Assigned task: Which lines in the records below include the word "TryFrom"? Report each of them in full.

Information shown:
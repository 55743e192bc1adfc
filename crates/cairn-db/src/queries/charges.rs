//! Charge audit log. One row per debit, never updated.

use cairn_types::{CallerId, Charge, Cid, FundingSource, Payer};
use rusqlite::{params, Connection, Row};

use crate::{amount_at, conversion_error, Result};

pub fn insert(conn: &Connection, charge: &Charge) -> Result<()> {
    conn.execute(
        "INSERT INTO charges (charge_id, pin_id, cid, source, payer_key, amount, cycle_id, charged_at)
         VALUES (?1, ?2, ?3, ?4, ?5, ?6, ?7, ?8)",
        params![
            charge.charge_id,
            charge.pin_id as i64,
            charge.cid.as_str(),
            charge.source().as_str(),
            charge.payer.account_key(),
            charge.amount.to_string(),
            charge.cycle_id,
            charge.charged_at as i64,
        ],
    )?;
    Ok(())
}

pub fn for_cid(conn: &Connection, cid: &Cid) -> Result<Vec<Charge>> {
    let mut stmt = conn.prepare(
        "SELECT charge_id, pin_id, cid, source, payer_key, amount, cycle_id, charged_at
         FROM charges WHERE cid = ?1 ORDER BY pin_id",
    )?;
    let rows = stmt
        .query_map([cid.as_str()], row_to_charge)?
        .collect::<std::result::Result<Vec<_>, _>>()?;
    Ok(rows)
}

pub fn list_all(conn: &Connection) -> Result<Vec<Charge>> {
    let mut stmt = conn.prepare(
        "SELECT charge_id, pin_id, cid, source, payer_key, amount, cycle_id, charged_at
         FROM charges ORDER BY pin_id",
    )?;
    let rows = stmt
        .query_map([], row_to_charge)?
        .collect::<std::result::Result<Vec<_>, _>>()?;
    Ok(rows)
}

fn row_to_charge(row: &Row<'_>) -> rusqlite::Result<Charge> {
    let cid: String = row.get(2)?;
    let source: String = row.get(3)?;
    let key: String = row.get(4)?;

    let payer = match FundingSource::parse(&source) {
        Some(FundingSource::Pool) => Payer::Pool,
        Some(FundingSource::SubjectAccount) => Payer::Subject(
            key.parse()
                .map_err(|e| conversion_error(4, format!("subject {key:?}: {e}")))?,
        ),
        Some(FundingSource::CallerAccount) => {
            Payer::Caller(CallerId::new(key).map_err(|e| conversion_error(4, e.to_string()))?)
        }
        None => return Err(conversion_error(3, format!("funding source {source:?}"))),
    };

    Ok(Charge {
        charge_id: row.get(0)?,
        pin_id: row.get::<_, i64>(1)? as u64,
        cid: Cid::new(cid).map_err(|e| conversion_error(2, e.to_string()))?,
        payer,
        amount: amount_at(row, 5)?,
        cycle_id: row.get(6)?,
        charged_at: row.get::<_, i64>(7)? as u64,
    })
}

--

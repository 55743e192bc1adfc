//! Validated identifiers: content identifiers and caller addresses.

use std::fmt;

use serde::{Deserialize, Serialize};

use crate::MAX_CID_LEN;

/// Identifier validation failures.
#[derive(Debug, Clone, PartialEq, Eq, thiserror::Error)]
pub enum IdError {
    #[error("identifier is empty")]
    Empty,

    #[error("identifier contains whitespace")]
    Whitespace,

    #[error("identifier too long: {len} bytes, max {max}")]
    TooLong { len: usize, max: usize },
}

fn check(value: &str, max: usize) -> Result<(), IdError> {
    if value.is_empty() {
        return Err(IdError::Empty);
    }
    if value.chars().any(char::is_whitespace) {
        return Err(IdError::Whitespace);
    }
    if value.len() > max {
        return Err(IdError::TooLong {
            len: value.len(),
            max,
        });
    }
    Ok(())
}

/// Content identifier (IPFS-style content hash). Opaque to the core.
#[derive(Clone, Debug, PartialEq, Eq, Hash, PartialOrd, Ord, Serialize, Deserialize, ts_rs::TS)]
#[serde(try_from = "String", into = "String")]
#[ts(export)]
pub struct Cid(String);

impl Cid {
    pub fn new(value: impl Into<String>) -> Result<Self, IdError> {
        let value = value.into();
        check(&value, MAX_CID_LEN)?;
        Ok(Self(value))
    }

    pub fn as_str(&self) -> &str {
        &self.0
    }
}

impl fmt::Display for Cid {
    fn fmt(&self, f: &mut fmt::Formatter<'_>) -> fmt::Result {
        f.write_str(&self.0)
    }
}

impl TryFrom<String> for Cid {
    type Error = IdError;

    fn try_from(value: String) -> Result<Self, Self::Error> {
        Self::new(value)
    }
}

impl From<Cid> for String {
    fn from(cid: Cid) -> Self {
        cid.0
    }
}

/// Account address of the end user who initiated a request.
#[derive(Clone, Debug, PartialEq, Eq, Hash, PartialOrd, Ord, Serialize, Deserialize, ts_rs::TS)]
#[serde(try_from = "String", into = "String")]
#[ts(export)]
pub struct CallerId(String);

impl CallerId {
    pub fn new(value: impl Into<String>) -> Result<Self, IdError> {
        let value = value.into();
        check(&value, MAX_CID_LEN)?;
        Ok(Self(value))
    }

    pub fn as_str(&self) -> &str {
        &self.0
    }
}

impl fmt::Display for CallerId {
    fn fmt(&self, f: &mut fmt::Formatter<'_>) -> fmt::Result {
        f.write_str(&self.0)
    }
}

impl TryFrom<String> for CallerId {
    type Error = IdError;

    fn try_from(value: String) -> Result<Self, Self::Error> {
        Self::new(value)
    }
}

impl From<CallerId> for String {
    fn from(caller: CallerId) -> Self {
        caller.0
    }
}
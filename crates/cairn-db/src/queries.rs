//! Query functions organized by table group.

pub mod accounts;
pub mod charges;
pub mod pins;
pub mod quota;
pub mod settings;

...

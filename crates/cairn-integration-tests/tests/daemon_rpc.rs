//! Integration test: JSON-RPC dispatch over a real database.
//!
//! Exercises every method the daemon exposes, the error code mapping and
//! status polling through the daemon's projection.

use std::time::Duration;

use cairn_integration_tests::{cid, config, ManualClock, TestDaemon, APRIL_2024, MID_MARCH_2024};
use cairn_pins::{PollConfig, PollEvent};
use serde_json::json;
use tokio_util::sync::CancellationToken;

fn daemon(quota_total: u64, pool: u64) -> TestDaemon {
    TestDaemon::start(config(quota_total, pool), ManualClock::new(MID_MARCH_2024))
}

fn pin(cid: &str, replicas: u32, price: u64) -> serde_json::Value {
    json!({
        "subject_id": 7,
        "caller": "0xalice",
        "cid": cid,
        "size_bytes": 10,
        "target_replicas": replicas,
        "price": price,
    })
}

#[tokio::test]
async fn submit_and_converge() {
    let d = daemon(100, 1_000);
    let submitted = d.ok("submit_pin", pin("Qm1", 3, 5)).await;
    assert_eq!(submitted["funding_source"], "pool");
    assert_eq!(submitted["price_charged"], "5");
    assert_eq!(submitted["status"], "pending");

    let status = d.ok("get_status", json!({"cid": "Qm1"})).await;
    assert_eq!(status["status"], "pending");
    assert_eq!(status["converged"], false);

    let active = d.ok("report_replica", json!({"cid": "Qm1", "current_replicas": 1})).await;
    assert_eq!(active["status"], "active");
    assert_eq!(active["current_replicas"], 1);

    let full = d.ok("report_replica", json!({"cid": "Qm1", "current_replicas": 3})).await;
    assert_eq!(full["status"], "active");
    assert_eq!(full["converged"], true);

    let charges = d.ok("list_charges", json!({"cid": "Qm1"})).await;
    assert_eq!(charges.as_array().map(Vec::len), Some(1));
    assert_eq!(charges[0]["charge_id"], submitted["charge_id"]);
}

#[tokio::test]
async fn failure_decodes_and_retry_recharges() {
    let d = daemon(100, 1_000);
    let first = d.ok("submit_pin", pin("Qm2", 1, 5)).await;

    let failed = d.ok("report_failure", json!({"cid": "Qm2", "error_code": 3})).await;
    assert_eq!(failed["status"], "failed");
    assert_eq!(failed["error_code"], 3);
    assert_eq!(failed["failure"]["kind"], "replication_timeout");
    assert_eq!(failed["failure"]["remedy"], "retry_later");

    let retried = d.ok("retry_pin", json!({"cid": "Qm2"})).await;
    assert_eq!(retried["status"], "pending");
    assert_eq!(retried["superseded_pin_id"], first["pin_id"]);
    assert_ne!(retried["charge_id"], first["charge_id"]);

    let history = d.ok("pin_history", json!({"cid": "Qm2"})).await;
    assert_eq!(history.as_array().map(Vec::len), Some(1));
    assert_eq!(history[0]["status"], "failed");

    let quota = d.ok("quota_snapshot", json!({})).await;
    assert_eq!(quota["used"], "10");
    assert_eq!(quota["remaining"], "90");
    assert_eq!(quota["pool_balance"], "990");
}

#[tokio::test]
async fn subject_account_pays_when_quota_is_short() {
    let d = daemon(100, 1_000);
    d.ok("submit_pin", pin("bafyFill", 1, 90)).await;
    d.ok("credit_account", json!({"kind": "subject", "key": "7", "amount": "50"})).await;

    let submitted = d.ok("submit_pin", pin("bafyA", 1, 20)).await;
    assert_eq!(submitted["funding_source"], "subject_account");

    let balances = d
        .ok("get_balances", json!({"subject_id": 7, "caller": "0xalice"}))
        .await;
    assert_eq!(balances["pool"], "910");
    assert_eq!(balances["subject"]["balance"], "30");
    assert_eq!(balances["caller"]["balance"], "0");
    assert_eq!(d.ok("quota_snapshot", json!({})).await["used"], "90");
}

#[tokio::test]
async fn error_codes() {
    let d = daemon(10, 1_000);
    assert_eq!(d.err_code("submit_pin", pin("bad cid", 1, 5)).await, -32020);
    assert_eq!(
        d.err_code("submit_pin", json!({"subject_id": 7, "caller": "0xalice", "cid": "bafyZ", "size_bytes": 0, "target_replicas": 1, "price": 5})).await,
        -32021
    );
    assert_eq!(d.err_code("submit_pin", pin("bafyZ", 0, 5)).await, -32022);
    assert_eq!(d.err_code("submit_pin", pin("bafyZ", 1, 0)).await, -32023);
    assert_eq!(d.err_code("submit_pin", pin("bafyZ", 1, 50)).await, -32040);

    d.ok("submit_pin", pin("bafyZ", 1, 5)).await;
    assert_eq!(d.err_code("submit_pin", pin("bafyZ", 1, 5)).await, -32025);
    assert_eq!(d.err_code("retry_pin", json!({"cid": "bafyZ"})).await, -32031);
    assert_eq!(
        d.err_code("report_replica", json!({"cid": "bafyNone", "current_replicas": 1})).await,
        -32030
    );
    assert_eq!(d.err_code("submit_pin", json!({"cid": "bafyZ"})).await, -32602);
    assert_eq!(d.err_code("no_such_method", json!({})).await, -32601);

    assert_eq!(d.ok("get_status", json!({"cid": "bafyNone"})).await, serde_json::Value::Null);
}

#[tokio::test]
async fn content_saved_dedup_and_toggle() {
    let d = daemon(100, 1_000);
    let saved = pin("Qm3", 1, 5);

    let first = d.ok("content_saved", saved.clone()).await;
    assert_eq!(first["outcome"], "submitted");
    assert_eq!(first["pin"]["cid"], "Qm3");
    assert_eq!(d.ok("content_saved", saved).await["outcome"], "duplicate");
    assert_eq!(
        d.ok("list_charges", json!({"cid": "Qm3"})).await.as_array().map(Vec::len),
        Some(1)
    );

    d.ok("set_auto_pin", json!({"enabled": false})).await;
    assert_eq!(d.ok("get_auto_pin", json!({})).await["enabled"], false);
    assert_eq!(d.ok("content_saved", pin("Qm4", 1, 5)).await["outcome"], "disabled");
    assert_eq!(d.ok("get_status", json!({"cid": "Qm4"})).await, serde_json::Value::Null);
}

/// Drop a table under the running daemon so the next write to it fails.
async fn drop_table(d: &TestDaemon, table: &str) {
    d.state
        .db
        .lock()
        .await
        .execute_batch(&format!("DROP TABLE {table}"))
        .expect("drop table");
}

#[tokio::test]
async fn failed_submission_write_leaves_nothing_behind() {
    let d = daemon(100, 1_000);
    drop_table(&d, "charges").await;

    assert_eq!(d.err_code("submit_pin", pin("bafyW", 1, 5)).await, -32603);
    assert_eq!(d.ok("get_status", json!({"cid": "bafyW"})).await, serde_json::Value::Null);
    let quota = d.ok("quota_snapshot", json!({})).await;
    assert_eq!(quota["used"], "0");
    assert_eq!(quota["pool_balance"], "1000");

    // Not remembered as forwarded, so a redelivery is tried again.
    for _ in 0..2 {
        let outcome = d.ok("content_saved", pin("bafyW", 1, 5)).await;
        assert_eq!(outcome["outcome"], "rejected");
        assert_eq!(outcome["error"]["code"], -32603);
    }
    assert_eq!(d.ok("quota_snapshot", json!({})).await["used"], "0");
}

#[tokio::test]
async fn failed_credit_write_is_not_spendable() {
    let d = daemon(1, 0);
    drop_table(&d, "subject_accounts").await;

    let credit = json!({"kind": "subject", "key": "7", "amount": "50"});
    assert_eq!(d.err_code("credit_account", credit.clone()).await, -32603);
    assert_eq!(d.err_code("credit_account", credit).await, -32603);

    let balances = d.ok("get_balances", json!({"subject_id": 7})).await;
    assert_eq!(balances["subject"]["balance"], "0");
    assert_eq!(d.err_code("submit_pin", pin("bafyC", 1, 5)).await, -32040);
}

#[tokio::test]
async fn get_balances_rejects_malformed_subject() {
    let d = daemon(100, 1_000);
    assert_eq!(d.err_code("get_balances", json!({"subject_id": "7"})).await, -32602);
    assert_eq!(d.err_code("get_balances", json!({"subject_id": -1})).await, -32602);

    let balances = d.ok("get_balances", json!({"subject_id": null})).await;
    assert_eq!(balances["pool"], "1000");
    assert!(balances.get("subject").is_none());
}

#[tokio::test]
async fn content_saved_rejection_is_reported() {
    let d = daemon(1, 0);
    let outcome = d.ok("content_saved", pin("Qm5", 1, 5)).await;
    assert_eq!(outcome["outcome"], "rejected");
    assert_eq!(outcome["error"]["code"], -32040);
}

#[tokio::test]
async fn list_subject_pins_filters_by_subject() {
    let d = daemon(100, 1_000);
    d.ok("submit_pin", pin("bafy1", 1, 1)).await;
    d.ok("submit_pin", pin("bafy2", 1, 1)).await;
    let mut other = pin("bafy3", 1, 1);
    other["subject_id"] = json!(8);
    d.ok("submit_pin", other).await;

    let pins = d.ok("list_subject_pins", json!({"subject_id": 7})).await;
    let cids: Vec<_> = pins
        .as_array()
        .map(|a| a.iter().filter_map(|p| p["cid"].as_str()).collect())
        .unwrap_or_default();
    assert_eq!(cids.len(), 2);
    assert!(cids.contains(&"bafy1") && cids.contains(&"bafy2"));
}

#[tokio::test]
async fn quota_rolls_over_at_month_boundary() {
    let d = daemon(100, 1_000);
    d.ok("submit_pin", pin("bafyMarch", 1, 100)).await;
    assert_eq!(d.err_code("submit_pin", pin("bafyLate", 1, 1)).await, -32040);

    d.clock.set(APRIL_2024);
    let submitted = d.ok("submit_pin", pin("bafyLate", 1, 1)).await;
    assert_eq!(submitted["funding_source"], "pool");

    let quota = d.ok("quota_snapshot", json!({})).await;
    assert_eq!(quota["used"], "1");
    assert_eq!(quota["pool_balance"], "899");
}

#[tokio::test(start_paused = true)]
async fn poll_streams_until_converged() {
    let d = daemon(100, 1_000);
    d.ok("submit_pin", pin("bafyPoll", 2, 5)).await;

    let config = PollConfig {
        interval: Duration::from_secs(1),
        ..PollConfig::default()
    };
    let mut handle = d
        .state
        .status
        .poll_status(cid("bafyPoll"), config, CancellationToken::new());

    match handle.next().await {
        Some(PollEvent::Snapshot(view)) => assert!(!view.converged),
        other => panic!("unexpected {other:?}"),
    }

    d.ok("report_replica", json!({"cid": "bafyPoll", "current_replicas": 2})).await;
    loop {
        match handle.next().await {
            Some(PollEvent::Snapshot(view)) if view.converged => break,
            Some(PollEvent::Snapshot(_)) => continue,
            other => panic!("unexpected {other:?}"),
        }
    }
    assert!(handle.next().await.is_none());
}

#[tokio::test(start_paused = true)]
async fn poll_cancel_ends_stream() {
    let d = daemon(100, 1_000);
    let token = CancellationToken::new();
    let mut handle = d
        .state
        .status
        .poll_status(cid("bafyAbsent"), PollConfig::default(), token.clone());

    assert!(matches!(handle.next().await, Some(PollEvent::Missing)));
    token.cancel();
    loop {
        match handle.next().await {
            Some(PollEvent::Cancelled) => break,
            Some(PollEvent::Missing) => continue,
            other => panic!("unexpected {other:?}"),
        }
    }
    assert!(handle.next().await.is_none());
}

Completed task:
impl TryFrom<String> for Cid {
impl TryFrom<String> for CallerId {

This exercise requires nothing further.